Here's some expert advice on how to get the best shot of Britain's most famous landmarks - to make sure you can make all your friends jealous!
Whether you’ve visited Big Ben, the Shard or Stonehenge, it’s almost a certainty that you will have snapped a photo of it. However, when visiting some of these landmarks, it can be hard to know where exactly is best to take your shot. Is there a vantage point you don’t know about that frames the location in question in all its glory? Or have you seen a photo someone else has taken of the landmark and wondered where they were to get that angle?
Wonder no more, as Premier Inn teamed up with professional photographer Daniel Lewis to reveal some of the very best places to go to photograph Britain’s most popular landmarks.
The London Eye, London
Since being officially opened on 31 December 1999, the London Eye has become synonymous with the London skyline, and of course, photos of the capital. To get photos that stand out from the crowd though, try:
Horse Guards Parade, Whitehall
Shots of the London Eye don’t need to include the entire wheel but can be a lot more effective when they partner the historical architecture of the city, with the glass capsules of the Eye. Head to the Horse Guards Parade in Whitehall for this photo of London both new and old.
The Golden Jubilee Bridge
When visiting a city like London that has so many landmarks, you want a photo that gets as many of them in the frame as possible. For two of the most popular, the London Eye and Big Ben, this is made possible by standing on the Golden Jubilee Bridge! With the River Thames taking centre stage, Big Ben on the right and the Eye on the left.
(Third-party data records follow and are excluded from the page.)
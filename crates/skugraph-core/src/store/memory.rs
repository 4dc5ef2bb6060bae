//! In-memory catalog store
//!
//! The degenerate store configuration: a fixed product list with the same
//! query surface as the graph-backed adapter. Used by tests and offline
//! demos.

use async_trait::async_trait;
use rust_decimal::Decimal;
use tokio::sync::RwLock;

use crate::catalog::{BrandCount, CanonicalProduct, GraphStats, LabelCount, ProductTypeCount};
use crate::error::Result;

use super::CatalogStore;

/// Fixed-list catalog store
#[derive(Debug, Default)]
pub struct MemoryStore {
    products: RwLock<Vec<CanonicalProduct>>,
}

impl MemoryStore {
    /// Create an empty store
    pub fn new() -> Self {
        Self::default()
    }

    /// Create a store pre-loaded with products
    pub fn with_products(products: Vec<CanonicalProduct>) -> Self {
        Self {
            products: RwLock::new(products),
        }
    }
}

#[async_trait]
impl CatalogStore for MemoryStore {
    async fn list_brands(&self) -> Result<Vec<String>> {
        let products = self.products.read().await;
        // Insertion-order dedup keeps scoring order stable across calls
        let mut brands: Vec<String> = Vec::new();
        for product in products.iter() {
            if !brands.contains(&product.brand) {
                brands.push(product.brand.clone());
            }
        }
        Ok(brands)
    }

    async fn find_match(
        &self,
        brand: &str,
        product_type: &str,
        pack_quantity: i64,
        pack_size: Decimal,
    ) -> Result<Vec<CanonicalProduct>> {
        let products = self.products.read().await;
        Ok(products
            .iter()
            .filter(|p| {
                p.brand == brand
                    && p.product_type == product_type
                    && p.pack_quantity == pack_quantity
                    && p.pack_size == pack_size
            })
            .cloned()
            .collect())
    }

    async fn stats(&self) -> Result<GraphStats> {
        let products = self.products.read().await;

        let mut brands: Vec<&str> = products.iter().map(|p| p.brand.as_str()).collect();
        brands.sort_unstable();
        brands.dedup();

        let mut types: Vec<&str> = products.iter().map(|p| p.product_type.as_str()).collect();
        types.sort_unstable();
        types.dedup();

        let mut node_counts = vec![
            LabelCount {
                name: "Product".to_string(),
                count: products.len() as u64,
            },
            LabelCount {
                name: "Brand".to_string(),
                count: brands.len() as u64,
            },
            LabelCount {
                name: "ProductType".to_string(),
                count: types.len() as u64,
            },
        ];
        node_counts.sort_by(|a, b| b.count.cmp(&a.count));

        let relationship_counts = vec![
            LabelCount {
                name: "HAS_BRAND".to_string(),
                count: products.len() as u64,
            },
            LabelCount {
                name: "IS_TYPE".to_string(),
                count: products.len() as u64,
            },
        ];

        Ok(GraphStats {
            node_counts,
            relationship_counts,
        })
    }

    async fn list_products(&self) -> Result<Vec<CanonicalProduct>> {
        let products = self.products.read().await;
        let mut all: Vec<CanonicalProduct> = products.clone();
        all.sort_by(|a, b| {
            a.brand
                .cmp(&b.brand)
                .then_with(|| a.product_type.cmp(&b.product_type))
        });
        Ok(all)
    }

    async fn list_brands_detailed(&self) -> Result<Vec<BrandCount>> {
        let products = self.products.read().await;
        let mut counts: Vec<BrandCount> = Vec::new();
        for product in products.iter() {
            match counts.iter_mut().find(|c| c.brand == product.brand) {
                Some(entry) => entry.product_count += 1,
                None => counts.push(BrandCount {
                    brand: product.brand.clone(),
                    product_count: 1,
                }),
            }
        }
        counts.sort_by(|a, b| {
            b.product_count
                .cmp(&a.product_count)
                .then_with(|| a.brand.cmp(&b.brand))
        });
        Ok(counts)
    }

    async fn list_product_types_detailed(&self) -> Result<Vec<ProductTypeCount>> {
        let products = self.products.read().await;
        let mut counts: Vec<ProductTypeCount> = Vec::new();
        for product in products.iter() {
            match counts
                .iter_mut()
                .find(|c| c.product_type == product.product_type)
            {
                Some(entry) => entry.product_count += 1,
                None => counts.push(ProductTypeCount {
                    product_type: product.product_type.clone(),
                    product_count: 1,
                }),
            }
        }
        counts.sort_by(|a, b| {
            b.product_count
                .cmp(&a.product_count)
                .then_with(|| a.product_type.cmp(&b.product_type))
        });
        Ok(counts)
    }

    async fn seed_products(&self, products: &[CanonicalProduct], wipe: bool) -> Result<()> {
        let mut store = self.products.write().await;
        if wipe {
            store.clear();
        }
        for product in products {
            // Merge by unique id
            match store.iter_mut().find(|p| p.id == product.id) {
                Some(existing) => *existing = product.clone(),
                None => store.push(product.clone()),
            }
        }
        Ok(())
    }
}

#[cfg(test)]
mod tests {
    use super::*;

    fn dec(s: &str) -> Decimal {
        s.parse().unwrap()
    }

    fn product(id: i64, brand: &str, product_type: &str, qty: i64, size: &str) -> CanonicalProduct {
        CanonicalProduct {
            id,
            description: format!("{} {} {}/{}LB", product_type, brand, qty, size),
            brand: brand.to_string(),
            product_type: product_type.to_string(),
            pack_quantity: qty,
            pack_size: dec(size),
            uom: "LB".to_string(),
        }
    }

    #[tokio::test]
    async fn test_find_match_exact() {
        let store = MemoryStore::with_products(vec![
            product(1, "Driscoll's", "Strawberry", 8, "1.0"),
            product(2, "Driscoll's", "Blueberry", 6, "6.0"),
        ]);

        let hits = store
            .find_match("Driscoll's", "Strawberry", 8, dec("1.0"))
            .await
            .unwrap();
        assert_eq!(hits.len(), 1);
        assert_eq!(hits[0].id, 1);

        // Quantity mismatch: no rows
        let hits = store
            .find_match("Driscoll's", "Strawberry", 12, dec("1.0"))
            .await
            .unwrap();
        assert!(hits.is_empty());
    }

    #[tokio::test]
    async fn test_seed_is_idempotent_by_id() {
        let store = MemoryStore::new();
        let batch = vec![product(1, "Driscoll's", "Strawberry", 8, "1.0")];

        store.seed_products(&batch, false).await.unwrap();
        store.seed_products(&batch, false).await.unwrap();

        assert_eq!(store.list_products().await.unwrap().len(), 1);
    }

    #[tokio::test]
    async fn test_list_brands_is_stable() {
        let store = MemoryStore::with_products(vec![
            product(1, "Driscoll's", "Strawberry", 8, "1.0"),
            product(2, "Dole", "Banana", 1, "1.0"),
            product(3, "Driscoll's", "Blueberry", 6, "6.0"),
        ]);

        let first = store.list_brands().await.unwrap();
        let second = store.list_brands().await.unwrap();
        assert_eq!(first, vec!["Driscoll's", "Dole"]);
        assert_eq!(first, second);
    }

    #[tokio::test]
    async fn test_stats_counts() {
        let store = MemoryStore::with_products(vec![
            product(1, "Driscoll's", "Strawberry", 8, "1.0"),
            product(2, "Driscoll's", "Blueberry", 6, "6.0"),
        ]);

        let stats = store.stats().await.unwrap();
        let products = stats
            .node_counts
            .iter()
            .find(|c| c.name == "Product")
            .unwrap();
        assert_eq!(products.count, 2);

        let brands = stats.node_counts.iter().find(|c| c.name == "Brand").unwrap();
        assert_eq!(brands.count, 1);
    }

    #[tokio::test]
    async fn test_detailed_counts_ordering() {
        let store = MemoryStore::with_products(vec![
            product(1, "Driscoll's", "Strawberry", 8, "1.0"),
            product(2, "Driscoll's", "Blueberry", 6, "6.0"),
            product(3, "Dole", "Banana", 1, "1.0"),
        ]);

        let brands = store.list_brands_detailed().await.unwrap();
        assert_eq!(brands[0].brand, "Driscoll's");
        assert_eq!(brands[0].product_count, 2);
        assert_eq!(brands[1].brand, "Dole");
    }
}
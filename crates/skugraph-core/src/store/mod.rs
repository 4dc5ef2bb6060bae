//! Canonical store adapters
//!
//! Read-only query interface over the graph-shaped catalog (nodes:
//! Product, Brand, ProductType; edges: HAS_BRAND, IS_TYPE). Two
//! implementations: [`Neo4jStore`] speaks Cypher over the Neo4j HTTP
//! transaction endpoint; [`MemoryStore`] holds a fixed in-memory list,
//! which is the degenerate configuration and the test double.
//!
//! The categorization path never writes; `seed_products` exists for the
//! offline seed/load command only.

mod memory;
mod neo4j;

pub use memory::MemoryStore;
pub use neo4j::Neo4jStore;

use async_trait::async_trait;
use rust_decimal::Decimal;

use crate::catalog::{BrandCount, CanonicalProduct, GraphStats, ProductTypeCount};
use crate::error::Result;

/// Read-mostly operations over the canonical product store
#[async_trait]
pub trait CatalogStore: Send + Sync {
    /// All distinct brand names
    ///
    /// Order is not significant to callers but must be stable within a
    /// session so fuzzy-match scoring order is reproducible.
    async fn list_brands(&self) -> Result<Vec<String>>;

    /// Products matching the exact-equality predicate
    ///
    /// Brand and product type compare case-sensitively; quantity and size
    /// compare with no tolerance. `uom` is not part of the predicate.
    /// Zero, one, or many rows are all non-error results.
    async fn find_match(
        &self,
        brand: &str,
        product_type: &str,
        pack_quantity: i64,
        pack_size: Decimal,
    ) -> Result<Vec<CanonicalProduct>>;

    /// Node and relationship counts
    async fn stats(&self) -> Result<GraphStats>;

    /// All products with brand/type joined, ordered by brand then type
    async fn list_products(&self) -> Result<Vec<CanonicalProduct>>;

    /// Brands with product counts, descending count
    async fn list_brands_detailed(&self) -> Result<Vec<BrandCount>>;

    /// Product types with product counts, descending count
    async fn list_product_types_detailed(&self) -> Result<Vec<ProductTypeCount>>;

    /// Bulk upsert of canonical products, idempotent by id
    ///
    /// Offline load interface. `wipe` clears the graph first.
    async fn seed_products(&self, products: &[CanonicalProduct], wipe: bool) -> Result<()>;
}
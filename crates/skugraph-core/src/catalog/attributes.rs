//! Attribute records flowing through the pipeline
//!
//! `RawAttributes` is the unvalidated best-effort guess coming back from the
//! language model. `NormalizedAttributes` is the only shape the matcher
//! accepts: its brand is a member of the known-brand vocabulary and its
//! product type has been reduced to the singular lemma.

use rust_decimal::Decimal;
use serde::{Deserialize, Serialize};

/// Structured attributes extracted from a raw product description.
///
/// Every field may be absent: the model is instructed to emit `null` for
/// anything it cannot find rather than fabricate a value. `pack_quantity`
/// defaults to 1 at extraction time when the description carries no
/// case/pack notation.
#[derive(Debug, Clone, PartialEq, Serialize, Deserialize)]
#[serde(deny_unknown_fields)]
pub struct RawAttributes {
    /// Brand name as the model read it (unverified)
    #[serde(default)]
    pub brand: Option<String>,
    /// Product type, requested in singular base form
    #[serde(default)]
    pub product_type: Option<String>,
    /// Units per case, e.g. the 8 in "8/1LB"
    #[serde(default)]
    pub pack_quantity: Option<i64>,
    /// Size of one unit, e.g. the 1 in "8/1LB"
    #[serde(default)]
    pub pack_size: Option<Decimal>,
    /// Unit of measure, e.g. "LB"
    #[serde(default)]
    pub uom: Option<String>,
}

impl RawAttributes {
    /// True when no attribute was extracted at all
    pub fn is_empty(&self) -> bool {
        self.brand.is_none()
            && self.product_type.is_none()
            && self.pack_quantity.is_none()
            && self.pack_size.is_none()
            && self.uom.is_none()
    }
}

/// Attributes after vocabulary normalization.
///
/// `brand` is guaranteed to be a member of the known-brand set.
/// `product_type` is the singular lemma, or empty when extraction found
/// none: an empty type is a guaranteed non-match downstream. The pack
/// fields are copied through from extraction unchanged.
#[derive(Debug, Clone, PartialEq, Serialize, Deserialize)]
pub struct NormalizedAttributes {
    /// Standardized brand from the controlled vocabulary
    pub brand: String,
    /// Similarity score the brand matched at (0-100)
    pub brand_confidence: u8,
    /// Singular lemma of the product type, empty when unknown
    pub product_type: String,
    pub pack_quantity: Option<i64>,
    pub pack_size: Option<Decimal>,
    pub uom: Option<String>,
}

#[cfg(test)]
mod tests {
    use super::*;

    fn dec(s: &str) -> Decimal {
        s.parse().unwrap()
    }

    #[test]
    fn test_raw_attributes_deserialize_full() {
        let json = r#"{
            "brand": "Driscoll's",
            "product_type": "Strawberry",
            "pack_quantity": 8,
            "pack_size": 1.0,
            "uom": "LB"
        }"#;

        let raw: RawAttributes = serde_json::from_str(json).unwrap();
        assert_eq!(raw.brand.as_deref(), Some("Driscoll's"));
        assert_eq!(raw.pack_quantity, Some(8));
        assert_eq!(raw.pack_size, Some(dec("1.0")));
        assert!(!raw.is_empty());
    }

    #[test]
    fn test_raw_attributes_nulls_map_to_none() {
        let json = r#"{"brand": null, "product_type": "Strawberry", "pack_quantity": null, "pack_size": null, "uom": null}"#;
        let raw: RawAttributes = serde_json::from_str(json).unwrap();
        assert!(raw.brand.is_none());
        assert_eq!(raw.product_type.as_deref(), Some("Strawberry"));
        assert!(raw.pack_quantity.is_none());
    }

    #[test]
    fn test_raw_attributes_reduced_schema() {
        // The secondary prototype dataset returns pack_size/uom only
        let json = r#"{"pack_size": 4.5, "uom": "OZ"}"#;
        let raw: RawAttributes = serde_json::from_str(json).unwrap();
        assert!(raw.brand.is_none());
        assert!(raw.pack_quantity.is_none());
        assert_eq!(raw.pack_size, Some(dec("4.5")));
        assert_eq!(raw.uom.as_deref(), Some("OZ"));
    }

    #[test]
    fn test_raw_attributes_rejects_unknown_keys() {
        let json = r#"{"brand": "X", "flavor": "sweet"}"#;
        assert!(serde_json::from_str::<RawAttributes>(json).is_err());
    }
}
//! Neo4j-backed catalog store
//!
//! Speaks Cypher over the HTTP transaction endpoint
//! (`{uri}/db/{database}/tx/commit`). Every operation is a single
//! auto-committed transaction; the categorization path only ever reads.
//! Connectivity and query failures surface as `Error::Store` and are never
//! retried here: retries belong to the caller's session policy.

use std::time::Duration;

use async_trait::async_trait;
use reqwest::Client as HttpClient;
use rust_decimal::Decimal;
use serde_json::{json, Value};
use tracing::debug;

use crate::catalog::{BrandCount, CanonicalProduct, GraphStats, LabelCount, ProductTypeCount};
use crate::config::{StoreConfig, StoreCredentials};
use crate::error::{Error, Result};

use super::CatalogStore;

const LIST_BRANDS: &str = "MATCH (b:Brand) RETURN b.name AS brand_name ORDER BY brand_name";

const FIND_MATCH: &str = "\
MATCH (p:Product)-[:HAS_BRAND]->(b:Brand {name: $brand})
MATCH (p)-[:IS_TYPE]->(pt:ProductType {name: $product_type})
WHERE p.pack_quantity = $pack_quantity AND p.pack_size = $pack_size
RETURN p.id AS id, p.description AS description, b.name AS brand,
       pt.name AS product_type, p.pack_quantity AS pack_quantity,
       p.pack_size AS pack_size, p.uom AS uom";

const NODE_COUNTS: &str = "\
MATCH (n)
RETURN labels(n)[0] AS node_type, count(n) AS count
ORDER BY count DESC";

const RELATIONSHIP_COUNTS: &str = "\
MATCH ()-[r]->()
RETURN type(r) AS relationship_type, count(r) AS count
ORDER BY count DESC";

const LIST_PRODUCTS: &str = "\
MATCH (p:Product)-[:HAS_BRAND]->(b:Brand)
MATCH (p)-[:IS_TYPE]->(pt:ProductType)
RETURN p.id AS id, p.description AS description, b.name AS brand,
       pt.name AS product_type, p.pack_quantity AS pack_quantity,
       p.pack_size AS pack_size, p.uom AS uom
ORDER BY brand, product_type";

const BRANDS_DETAILED: &str = "\
MATCH (b:Brand)<-[:HAS_BRAND]-(p:Product)
RETURN b.name AS brand_name, count(p) AS product_count
ORDER BY product_count DESC, brand_name";

const TYPES_DETAILED: &str = "\
MATCH (pt:ProductType)<-[:IS_TYPE]-(p:Product)
RETURN pt.name AS product_type, count(p) AS product_count
ORDER BY product_count DESC, product_type";

const WIPE: &str = "MATCH (n) DETACH DELETE n";

const MERGE_PRODUCT: &str = "\
MERGE (p:Product {id: $id})
ON CREATE SET p.description = $description,
              p.pack_quantity = $pack_quantity,
              p.pack_size = $pack_size,
              p.uom = $uom
MERGE (b:Brand {name: $brand})
MERGE (p)-[:HAS_BRAND]->(b)
MERGE (pt:ProductType {name: $product_type})
MERGE (p)-[:IS_TYPE]->(pt)";

/// Catalog store over the Neo4j HTTP transaction API
///
/// Expects the HTTP(S) endpoint of the database (e.g.
/// `http://localhost:7474`), not the Bolt URI.
#[derive(Clone)]
pub struct Neo4jStore {
    http_client: HttpClient,
    endpoint: String,
    username: String,
    password: String,
}

impl std::fmt::Debug for Neo4jStore {
    fn fmt(&self, f: &mut std::fmt::Formatter<'_>) -> std::fmt::Result {
        f.debug_struct("Neo4jStore")
            .field("endpoint", &self.endpoint)
            .field("username", &self.username)
            .finish()
    }
}

impl Neo4jStore {
    /// Connect to a Neo4j database with the given credentials
    pub fn new(credentials: &StoreCredentials, config: &StoreConfig) -> Result<Self> {
        let http_client = HttpClient::builder()
            .timeout(Duration::from_secs(config.timeout_secs))
            .build()
            .map_err(Error::Network)?;

        let endpoint = format!(
            "{}/db/{}/tx/commit",
            credentials.uri.trim_end_matches('/'),
            config.database
        );

        Ok(Self {
            http_client,
            endpoint,
            username: credentials.username.clone(),
            password: credentials.password.clone(),
        })
    }

    /// Run one or more Cypher statements in a single auto-commit transaction
    ///
    /// Returns the rows of each statement, in statement order.
    async fn run(&self, statements: Vec<(&str, Value)>) -> Result<Vec<Vec<Vec<Value>>>> {
        let statement_count = statements.len();
        let body = json!({
            "statements": statements
                .into_iter()
                .map(|(statement, parameters)| json!({
                    "statement": statement,
                    "parameters": parameters,
                }))
                .collect::<Vec<_>>(),
        });

        debug!(endpoint = %self.endpoint, statements = statement_count, "Running Cypher transaction");

        let response = self
            .http_client
            .post(&self.endpoint)
            .basic_auth(&self.username, Some(&self.password))
            .json(&body)
            .send()
            .await
            .map_err(|e| Error::Store(format!("Neo4j request failed: {}", e)))?;

        let status = response.status();
        if !status.is_success() {
            let body = response.text().await.unwrap_or_default();
            return Err(Error::Store(format!("Neo4j HTTP {}: {}", status, body)));
        }

        let body: Value = response
            .json()
            .await
            .map_err(|e| Error::Store(format!("Malformed Neo4j response: {}", e)))?;

        check_errors(&body)?;

        (0..statement_count).map(|i| extract_rows(&body, i)).collect()
    }

    /// Run a single statement and return its rows
    async fn run_one(&self, statement: &str, parameters: Value) -> Result<Vec<Vec<Value>>> {
        let mut results = self.run(vec![(statement, parameters)]).await?;
        Ok(results.pop().unwrap_or_default())
    }
}

#[async_trait]
impl CatalogStore for Neo4jStore {
    async fn list_brands(&self) -> Result<Vec<String>> {
        let rows = self.run_one(LIST_BRANDS, json!({})).await?;
        rows.iter()
            .map(|row| {
                row.first()
                    .and_then(Value::as_str)
                    .map(String::from)
                    .ok_or_else(|| Error::Store("Brand row missing name".to_string()))
            })
            .collect()
    }

    async fn find_match(
        &self,
        brand: &str,
        product_type: &str,
        pack_quantity: i64,
        pack_size: Decimal,
    ) -> Result<Vec<CanonicalProduct>> {
        let parameters = json!({
            "brand": brand,
            "product_type": product_type,
            "pack_quantity": pack_quantity,
            "pack_size": pack_size,
        });

        let rows = self.run_one(FIND_MATCH, parameters).await?;
        rows.iter().map(|row| row_to_product(row)).collect()
    }

    async fn stats(&self) -> Result<GraphStats> {
        let mut results = self
            .run(vec![(NODE_COUNTS, json!({})), (RELATIONSHIP_COUNTS, json!({}))])
            .await?;

        let relationship_rows = results.pop().unwrap_or_default();
        let node_rows = results.pop().unwrap_or_default();

        Ok(GraphStats {
            node_counts: rows_to_label_counts(&node_rows)?,
            relationship_counts: rows_to_label_counts(&relationship_rows)?,
        })
    }

    async fn list_products(&self) -> Result<Vec<CanonicalProduct>> {
        let rows = self.run_one(LIST_PRODUCTS, json!({})).await?;
        rows.iter().map(|row| row_to_product(row)).collect()
    }

    async fn list_brands_detailed(&self) -> Result<Vec<BrandCount>> {
        let rows = self.run_one(BRANDS_DETAILED, json!({})).await?;
        rows.iter()
            .map(|row| {
                Ok(BrandCount {
                    brand: str_at(row, 0)?,
                    product_count: u64_at(row, 1)?,
                })
            })
            .collect()
    }

    async fn list_product_types_detailed(&self) -> Result<Vec<ProductTypeCount>> {
        let rows = self.run_one(TYPES_DETAILED, json!({})).await?;
        rows.iter()
            .map(|row| {
                Ok(ProductTypeCount {
                    product_type: str_at(row, 0)?,
                    product_count: u64_at(row, 1)?,
                })
            })
            .collect()
    }

    async fn seed_products(&self, products: &[CanonicalProduct], wipe: bool) -> Result<()> {
        if wipe {
            self.run_one(WIPE, json!({})).await?;
        }

        let statements: Vec<(&str, Value)> = products
            .iter()
            .map(|product| {
                (
                    MERGE_PRODUCT,
                    json!({
                        "id": product.id,
                        "description": product.description,
                        "brand": product.brand,
                        "product_type": product.product_type,
                        "pack_quantity": product.pack_quantity,
                        "pack_size": product.pack_size,
                        "uom": product.uom,
                    }),
                )
            })
            .collect();

        if !statements.is_empty() {
            self.run(statements).await?;
        }
        Ok(())
    }
}

/// Fail when the transaction response carries Neo4j errors
fn check_errors(body: &Value) -> Result<()> {
    let errors = body.get("errors").and_then(Value::as_array);
    if let Some(errors) = errors {
        if let Some(first) = errors.first() {
            let code = first.get("code").and_then(Value::as_str).unwrap_or("unknown");
            let message = first
                .get("message")
                .and_then(Value::as_str)
                .unwrap_or("no message");
            return Err(Error::Store(format!("Neo4j error {}: {}", code, message)));
        }
    }
    Ok(())
}

/// Extract the rows of the n-th statement result
fn extract_rows(body: &Value, index: usize) -> Result<Vec<Vec<Value>>> {
    let data = body
        .get("results")
        .and_then(Value::as_array)
        .and_then(|results| results.get(index))
        .and_then(|result| result.get("data"))
        .and_then(Value::as_array)
        .ok_or_else(|| Error::Store("Malformed Neo4j response: missing results".to_string()))?;

    data.iter()
        .map(|entry| {
            entry
                .get("row")
                .and_then(Value::as_array)
                .cloned()
                .ok_or_else(|| Error::Store("Malformed Neo4j response: missing row".to_string()))
        })
        .collect()
}

/// Build a product from a FIND_MATCH / LIST_PRODUCTS row
fn row_to_product(row: &[Value]) -> Result<CanonicalProduct> {
    Ok(CanonicalProduct {
        id: i64_at(row, 0)?,
        description: row
            .get(1)
            .and_then(Value::as_str)
            .unwrap_or_default()
            .to_string(),
        brand: str_at(row, 2)?,
        product_type: str_at(row, 3)?,
        pack_quantity: i64_at(row, 4)?,
        pack_size: decimal_at(row, 5)?,
        uom: row
            .get(6)
            .and_then(Value::as_str)
            .unwrap_or_default()
            .to_string(),
    })
}

fn rows_to_label_counts(rows: &[Vec<Value>]) -> Result<Vec<LabelCount>> {
    rows.iter()
        .map(|row| {
            Ok(LabelCount {
                name: str_at(row, 0)?,
                count: u64_at(row, 1)?,
            })
        })
        .collect()
}

fn str_at(row: &[Value], index: usize) -> Result<String> {
    row.get(index)
        .and_then(Value::as_str)
        .map(String::from)
        .ok_or_else(|| Error::Store(format!("Expected string at column {}", index)))
}

fn i64_at(row: &[Value], index: usize) -> Result<i64> {
    row.get(index)
        .and_then(Value::as_i64)
        .ok_or_else(|| Error::Store(format!("Expected integer at column {}", index)))
}

fn u64_at(row: &[Value], index: usize) -> Result<u64> {
    row.get(index)
        .and_then(Value::as_u64)
        .ok_or_else(|| Error::Store(format!("Expected count at column {}", index)))
}

fn decimal_at(row: &[Value], index: usize) -> Result<Decimal> {
    let value = row
        .get(index)
        .ok_or_else(|| Error::Store(format!("Expected number at column {}", index)))?;

    // Neo4j returns floats for pack_size; integers appear for whole sizes
    if let Some(i) = value.as_i64() {
        return Ok(Decimal::from(i));
    }
    value
        .as_f64()
        .and_then(|f| Decimal::try_from(f).ok())
        .ok_or_else(|| Error::Store(format!("Expected number at column {}", index)))
}

#[cfg(test)]
mod tests {
    use super::*;

    fn match_response() -> Value {
        serde_json::from_str(
            r#"{
            "results": [{
                "columns": ["id", "description", "brand", "product_type", "pack_quantity", "pack_size", "uom"],
                "data": [
                    {"row": [7669, "STRAWBERRY DRISCOLL 8/1LB", "Driscoll's", "Strawberry", 8, 1.0, "LB"]}
                ]
            }],
            "errors": []
        }"#,
        )
        .unwrap()
    }

    #[test]
    fn test_extract_rows() {
        let body = match_response();
        let rows = extract_rows(&body, 0).unwrap();
        assert_eq!(rows.len(), 1);
        assert_eq!(rows[0][0], json!(7669));
    }

    #[test]
    fn test_extract_rows_missing_statement() {
        let body = match_response();
        assert!(extract_rows(&body, 1).is_err());
    }

    #[test]
    fn test_row_to_product() {
        let body = match_response();
        let rows = extract_rows(&body, 0).unwrap();
        let product = row_to_product(&rows[0]).unwrap();

        assert_eq!(product.id, 7669);
        assert_eq!(product.brand, "Driscoll's");
        assert_eq!(product.product_type, "Strawberry");
        assert_eq!(product.pack_quantity, 8);
        assert_eq!(product.pack_size, "1.0".parse().unwrap());
        assert_eq!(product.uom, "LB");
    }

    #[test]
    fn test_check_errors_reports_first_error() {
        let body: Value = serde_json::from_str(
            r#"{"results": [], "errors": [{"code": "Neo.ClientError.Statement.SyntaxError", "message": "bad query"}]}"#,
        )
        .unwrap();

        match check_errors(&body) {
            Err(Error::Store(msg)) => {
                assert!(msg.contains("SyntaxError"));
                assert!(msg.contains("bad query"));
            }
            other => panic!("expected store error, got {:?}", other),
        }
    }

    #[test]
    fn test_integer_pack_size_parses() {
        let row = vec![
            json!(1),
            json!("desc"),
            json!("Driscoll's"),
            json!("Blueberry"),
            json!(6),
            json!(6),
            json!("OZ"),
        ];
        let product = row_to_product(&row).unwrap();
        assert_eq!(product.pack_size, Decimal::from(6));
    }
}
This megalithic monument and World Heritage Site is shrouded in ancient mystery. Erected around 2500 BC, being able to visit such a fascinating site means you’ll want to get the best shot:
The Inner Circle
The closest you can get to the stone in public opening hours is around 10 yards away, but special access visits outside these hours allow you to go beyond the barriers and walk among the stones so you can get that all important inner circle photo.
Buckingham Palace, London
Buckingham Palace has remained the official London residence of the UK's royals since 1837 and today is the administrative headquarters of the Monarch.
Head to The Mall to get that iconic, tree lined shot of the Queen Victoria Memorial and Buckingham Palace in the distance. The Mall is pedestrianised apart from for Royal occasions, so you’ll be sure to get a great photo whether you’re close up or far away.
St James Park
As with many of the other landmarks, veering away from a traditional head on shot can add atmosphere and perspective, as shown in this image of Buckingham Palace in the evening. The reflections on the pond in St. James Park add depth, and the clever positioning also captures the Queen Victoria Memorial through the trees.
The Shard, London
You will, of course, get some breathtaking views from within the building itself, but the design of the 95-storey supertall skyscraper also lends itself to some great photography from the ground.
London Bridge Street
Find the right street and you can get a clear shot of The Shard through office buildings from the ground, including the hustle and bustle of city life. This shot taken on London Bridge Street which provides a perfect frame for the 310m tall landmark.
Why not use another landmark to frame the landmark you’re looking to photograph? The Shard is such an impressive building, that even when dwarfed by perspective it still stands out. This shot focuses on the Shard through part of Tower Bridge, taken while standing on Tower Bridge at dusk.
Tower Bridge, London
This iconic structure has survived two world wars, berthed some of the largest ships in the world and still to this day raises its bridges an average of 800 times per year with over 40,000 people crossing it daily. This unique bridge lends itself to some interesting photographs.
The banks of the Thames offer multiple opportunities to photograph Tower Bridge but the view from Butler’s Wharf is a winner for many reasons, as you can frame the likes of the Gherkin behind Tower Bridge, while also bringing in the likes of an anchor and chains into the foreground.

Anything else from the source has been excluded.